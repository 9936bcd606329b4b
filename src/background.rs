//! Client for a background-replacement service, used for ID photos.

use std::{fmt, str::FromStr, sync::LazyLock, time::Duration};

use regex::Regex;
use reqwest::{Client, StatusCode};
use schemars::JsonSchema;

use crate::{
    async_utils::spawn_blocking_propagating_panics,
    errors::ValidationError,
    images::{DEFAULT_MAX_SIDE, DEFAULT_UPLOAD_QUALITY, SourceImage},
    prelude::*,
};

static HEX_COLOR: LazyLock<Regex> = LazyLock::new(|| {
    Regex::new(r"(?i)^#([0-9A-F]{3}|[0-9A-F]{6})$").expect("bad color regex")
});

/// A validated `#RGB` or `#RRGGBB` color.
#[derive(Clone, Debug, PartialEq, Eq)]
pub struct HexColor(String);

impl HexColor {
    pub fn as_str(&self) -> &str {
        &self.0
    }
}

impl FromStr for HexColor {
    type Err = ValidationError;

    fn from_str(s: &str) -> Result<Self, Self::Err> {
        if HEX_COLOR.is_match(s) {
            Ok(Self(s.to_owned()))
        } else {
            Err(ValidationError::InvalidColor(s.to_owned()))
        }
    }
}

impl fmt::Display for HexColor {
    fn fmt(&self, f: &mut fmt::Formatter<'_>) -> fmt::Result {
        f.write_str(self.as_str())
    }
}

/// The request body sent to the background service.
#[derive(Clone, Debug, JsonSchema, Serialize)]
#[serde(rename_all = "camelCase")]
pub struct BackgroundRequest {
    /// The image as a `data:` URL.
    pub image: String,

    /// The new background color, as `#RGB` or `#RRGGBB`.
    pub new_bg_color: String,
}

/// An error body from the background service.
#[derive(Debug, Deserialize)]
struct ErrorBody {
    error: Option<String>,
}

/// Replaces image backgrounds with a solid color via `<base>/remove-background`.
pub struct BackgroundClient {
    client: Client,
    endpoint: String,
}

impl BackgroundClient {
    pub fn new(base_url: &str, timeout: Option<Duration>) -> Result<Self> {
        let base_url = base_url.trim().trim_end_matches('/');
        if base_url.is_empty() {
            return Err(anyhow!("background service URL is empty"));
        }
        let mut builder = Client::builder();
        if let Some(timeout) = timeout {
            builder = builder.timeout(timeout);
        }
        let client = builder.build().context("Failed to create HTTP client")?;
        Ok(Self {
            client,
            endpoint: format!("{base_url}/remove-background"),
        })
    }

    /// Replace the background of `source` with `color`. Returns PNG data.
    #[instrument(level = "debug", skip_all, fields(name = %source.name, color = %color))]
    pub async fn replace_background(
        &self,
        source: &SourceImage,
        color: &HexColor,
    ) -> Result<Vec<u8>> {
        source.validate()?;
        let image = source.clone();
        let encoded = spawn_blocking_propagating_panics(move || {
            image.encode_for_upload(DEFAULT_MAX_SIDE, DEFAULT_UPLOAD_QUALITY)
        })
        .await?;
        let request = BackgroundRequest {
            image: encoded.to_data_url(),
            new_bg_color: color.as_str().to_owned(),
        };

        let response = self
            .client
            .post(&self.endpoint)
            .json(&request)
            .send()
            .await
            .with_context(|| format!("Could not reach background service at {}", self.endpoint))?;
        let status = response.status();
        if status.is_success() {
            let data = response
                .bytes()
                .await
                .context("Failed to read background service response")?;
            debug!(bytes = data.len(), "Received image");
            return Ok(data.to_vec());
        }

        let body = response.text().await.unwrap_or_default();
        Err(status_error(status, &body))
    }
}

/// Turn a failed response into a message a user can act on.
fn status_error(status: StatusCode, body: &str) -> anyhow::Error {
    match status {
        StatusCode::BAD_REQUEST => {
            anyhow!("Background service rejected the request: check the image and color")
        }
        StatusCode::PAYLOAD_TOO_LARGE => anyhow!("Image is too large for the background service"),
        StatusCode::INTERNAL_SERVER_ERROR => {
            let detail = serde_json::from_str::<ErrorBody>(body)
                .ok()
                .and_then(|body| body.error)
                .filter(|error| !error.trim().is_empty());
            match detail {
                Some(detail) => anyhow!("Background service failed: {detail}"),
                None => anyhow!("Background service failed, please try again later"),
            }
        }
        _ => anyhow!("Background replacement failed with HTTP {status}"),
    }
}

#[cfg(test)]
mod tests {
    use wiremock::{
        Mock, MockServer, ResponseTemplate,
        matchers::{body_partial_json, method, path},
    };

    use super::*;
    use crate::images::tests::png_image;

    #[test]
    fn test_hex_colors() {
        for ok in ["#FFF", "#fff", "#1a2B3c", "#000000"] {
            assert_eq!(ok.parse::<HexColor>().unwrap().as_str(), ok);
        }
        for bad in ["FFF", "#FFFF", "#GGG", "#1234567", "", "#fff "] {
            assert_eq!(
                bad.parse::<HexColor>(),
                Err(ValidationError::InvalidColor(bad.to_owned()))
            );
        }
    }

    #[test]
    fn test_request_uses_camel_case() {
        let request = BackgroundRequest {
            image: "data:,".to_owned(),
            new_bg_color: "#FFF".to_owned(),
        };
        assert_eq!(
            serde_json::to_value(&request).unwrap(),
            serde_json::json!({"image": "data:,", "newBgColor": "#FFF"})
        );
    }

    async fn server_returning(template: ResponseTemplate) -> MockServer {
        let server = MockServer::start().await;
        Mock::given(method("POST"))
            .and(path("/remove-background"))
            .respond_with(template)
            .mount(&server)
            .await;
        server
    }

    #[tokio::test]
    async fn test_success_returns_png() {
        let server = MockServer::start().await;
        Mock::given(method("POST"))
            .and(path("/remove-background"))
            .and(body_partial_json(serde_json::json!({"newBgColor": "#438EDB"})))
            .respond_with(
                ResponseTemplate::new(200).set_body_raw(b"\x89PNG fake".to_vec(), "image/png"),
            )
            .expect(1)
            .mount(&server)
            .await;

        let client = BackgroundClient::new(&server.uri(), None).unwrap();
        let color = "#438EDB".parse().unwrap();
        let data = client
            .replace_background(&png_image("id.png", 8, 8), &color)
            .await
            .unwrap();
        assert_eq!(data, b"\x89PNG fake");
    }

    #[tokio::test]
    async fn test_error_statuses() {
        let color: HexColor = "#fff".parse().unwrap();
        let image = png_image("id.png", 4, 4);
        let cases = [
            (ResponseTemplate::new(400), "check the image and color"),
            (ResponseTemplate::new(413), "too large"),
            (
                ResponseTemplate::new(500)
                    .set_body_json(serde_json::json!({"error": "model not loaded"})),
                "Background service failed: model not loaded",
            ),
            (
                ResponseTemplate::new(500).set_body_string("oops"),
                "please try again later",
            ),
            (ResponseTemplate::new(503), "HTTP 503"),
        ];
        for (template, expected) in cases {
            let server = server_returning(template).await;
            let client = BackgroundClient::new(&server.uri(), None).unwrap();
            let err = client.replace_background(&image, &color).await.unwrap_err();
            assert!(err.to_string().contains(expected), "{err} !~ {expected}");
        }
    }

    #[tokio::test]
    async fn test_rejects_non_images_before_sending() {
        let server = MockServer::start().await;
        Mock::given(method("POST"))
            .respond_with(ResponseTemplate::new(200))
            .expect(0)
            .mount(&server)
            .await;
        let client = BackgroundClient::new(&server.uri(), None).unwrap();
        let text = SourceImage::from_bytes("notes.txt", b"hello".to_vec());
        let err = client
            .replace_background(&text, &"#fff".parse().unwrap())
            .await
            .unwrap_err();
        assert!(err.to_string().contains("not an image"));
    }
}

________________

- Exercise
Would you write down every record again, exactly?

- Solution below
repository 9936bcd606329b4b
filename src/background.rs
//! Client for a background-replacement service, used for ID photos.

use std::{fmt, str::FromStr, sync::LazyLock, time::Duration};

use regex::Regex;
use reqwest::{Client, StatusCode};
use schemars::JsonSchema;

use crate::{
    async_utils::spawn_blocking_propagating_panics,
    errors::ValidationError,
    images::{DEFAULT_MAX_SIDE, DEFAULT_UPLOAD_QUALITY, SourceImage},
    prelude::*,
};

static HEX_COLOR: LazyLock<Regex> = LazyLock::new(|| {
    Regex::new(r"(?i)^#([0-9A-F]{3}|[0-9A-F]{6})$").expect("bad color regex")
});

/// A validated `#RGB` or `#RRGGBB` color.
#[derive(Clone, Debug, PartialEq, Eq)]
pub struct HexColor(String);

impl HexColor {
    pub fn as_str(&self) -> &str {
        &self.0
    }
}

impl FromStr for HexColor {
    type Err = ValidationError;

    fn from_str(s: &str) -> Result<Self, Self::Err> {
        if HEX_COLOR.is_match(s) {
            Ok(Self(s.to_owned()))
        } else {
            Err(ValidationError::InvalidColor(s.to_owned()))
        }
    }
}

impl fmt::Display for HexColor {
    fn fmt(&self, f: &mut fmt::Formatter<'_>) -> fmt::Result {
        f.write_str(self.as_str())
    }
}

/// The request body sent to the background service.
#[derive(Clone, Debug, JsonSchema, Serialize)]
#[serde(rename_all = "camelCase")]
pub struct BackgroundRequest {
    /// The image as a `data:` URL.
    pub image: String,

    /// The new background color, as `#RGB` or `#RRGGBB`.
    pub new_bg_color: String,
}

/// An error body from the background service.
#[derive(Debug, Deserialize)]
struct ErrorBody {
    error: Option<String>,
}

/// Replaces image backgrounds with a solid color via `<base>/remove-background`.
pub struct BackgroundClient {
    client: Client,
    endpoint: String,
}

impl BackgroundClient {
    pub fn new(base_url: &str, timeout: Option<Duration>) -> Result<Self> {
        let base_url = base_url.trim().trim_end_matches('/');
        if base_url.is_empty() {
            return Err(anyhow!("background service URL is empty"));
        }
        let mut builder = Client::builder();
        if let Some(timeout) = timeout {
            builder = builder.timeout(timeout);
        }
        let client = builder.build().context("Failed to create HTTP client")?;
        Ok(Self {
            client,
            endpoint: format!("{base_url}/remove-background"),
        })
    }

    /// Replace the background of `source` with `color`. Returns PNG data.
    #[instrument(level = "debug", skip_all, fields(name = %source.name, color = %color))]
    pub async fn replace_background(
        &self,
        source: &SourceImage,
        color: &HexColor,
    ) -> Result<Vec<u8>> {
        source.validate()?;
        let image = source.clone();
        let encoded = spawn_blocking_propagating_panics(move || {
            image.encode_for_upload(DEFAULT_MAX_SIDE, DEFAULT_UPLOAD_QUALITY)
        })
        .await?;
        let request = BackgroundRequest {
            image: encoded.to_data_url(),
            new_bg_color: color.as_str().to_owned(),
        };

        let response = self
            .client
            .post(&self.endpoint)
            .json(&request)
            .send()
            .await
            .with_context(|| format!("Could not reach background service at {}", self.endpoint))?;
        let status = response.status();
        if status.is_success() {
            let data = response
                .bytes()
                .await
                .context("Failed to read background service response")?;
            debug!(bytes = data.len(), "Received image");
            return Ok(data.to_vec());
        }

        let body = response.text().await.unwrap_or_default();
        Err(status_error(status, &body))
    }
}

/// Turn a failed response into a message a user can act on.
fn status_error(status: StatusCode, body: &str) -> anyhow::Error {
    match status {
        StatusCode::BAD_REQUEST => {
            anyhow!("Background service rejected the request: check the image and color")
        }
        StatusCode::PAYLOAD_TOO_LARGE => anyhow!("Image is too large for the background service"),
        StatusCode::INTERNAL_SERVER_ERROR => {
            let detail = serde_json::from_str::<ErrorBody>(body)
                .ok()
                .and_then(|body| body.error)
                .filter(|error| !error.trim().is_empty());
            match detail {
                Some(detail) => anyhow!("Background service failed: {detail}"),
                None => anyhow!("Background service failed, please try again later"),
            }
        }
        _ => anyhow!("Background replacement failed with HTTP {status}"),
    }
}

#[cfg(test)]
mod tests {
    use wiremock::{
        Mock, MockServer, ResponseTemplate,
        matchers::{body_partial_json, method, path},
    };

    use super::*;
    use crate::images::tests::png_image;

    #[test]
    fn test_hex_colors() {
        for ok in ["#FFF", "#fff", "#1a2B3c", "#000000"] {
            assert_eq!(ok.parse::<HexColor>().unwrap().as_str(), ok);
        }
        for bad in ["FFF", "#FFFF", "#GGG", "#1234567", "", "#fff "] {
            assert_eq!(
                bad.parse::<HexColor>(),
                Err(ValidationError::InvalidColor(bad.to_owned()))
            );
        }
    }

    #[test]
    fn test_request_uses_camel_case() {
        let request = BackgroundRequest {
            image: "data:,".to_owned(),
            new_bg_color: "#FFF".to_owned(),
        };
        assert_eq!(
            serde_json::to_value(&request).unwrap(),
            serde_json::json!({"image": "data:,", "newBgColor": "#FFF"})
        );
    }

    async fn server_returning(template: ResponseTemplate) -> MockServer {
        let server = MockServer::start().await;
        Mock::given(method("POST"))
            .and(path("/remove-background"))
            .respond_with(template)
            .mount(&server)
            .await;
        server
    }

    #[tokio::test]
    async fn test_success_returns_png() {
        let server = MockServer::start().await;
        Mock::given(method("POST"))
            .and(path("/remove-background"))
            .and(body_partial_json(serde_json::json!({"newBgColor": "#438EDB"})))
            .respond_with(
                ResponseTemplate::new(200).set_body_raw(b"\x89PNG fake".to_vec(), "image/png"),
            )
            .expect(1)
            .mount(&server)
            .await;

        let client = BackgroundClient::new(&server.uri(), None).unwrap();
        let color = "#438EDB".parse().unwrap();
        let data = client
            .replace_background(&png_image("id.png", 8, 8), &color)
            .await
            .unwrap();
        assert_eq!(data, b"\x89PNG fake");
    }

    #[tokio::test]
    async fn test_error_statuses() {
        let color: HexColor = "#fff".parse().unwrap();
        let image = png_image("id.png", 4, 4);
        let cases = [
            (ResponseTemplate::new(400), "check the image and color"),
            (ResponseTemplate::new(413), "too large"),
            (
                ResponseTemplate::new(500)
                    .set_body_json(serde_json::json!({"error": "model not loaded"})),
                "Background service failed: model not loaded",
            ),
            (
                ResponseTemplate::new(500).set_body_string("oops"),
                "please try again later",
            ),
            (ResponseTemplate::new(503), "HTTP 503"),
        ];
        for (template, expected) in cases {
            let server = server_returning(template).await;
            let client = BackgroundClient::new(&server.uri(), None).unwrap();
            let err = client.replace_background(&image, &color).await.unwrap_err();
            assert!(err.to_string().contains(expected), "{err} !~ {expected}");
        }
    }

    #[tokio::test]
    async fn test_rejects_non_images_before_sending() {
        let server = MockServer::start().await;
        Mock::given(method("POST"))
            .respond_with(ResponseTemplate::new(200))
            .expect(0)
            .mount(&server)
            .await;
        let client = BackgroundClient::new(&server.uri(), None).unwrap();
        let text = SourceImage::from_bytes("notes.txt", b"hello".to_vec());
        let err = client
            .replace_background(&text, &"#fff".parse().unwrap())
            .await
            .unwrap_err();
        assert!(err.to_string().contains("not an image"));
    }
}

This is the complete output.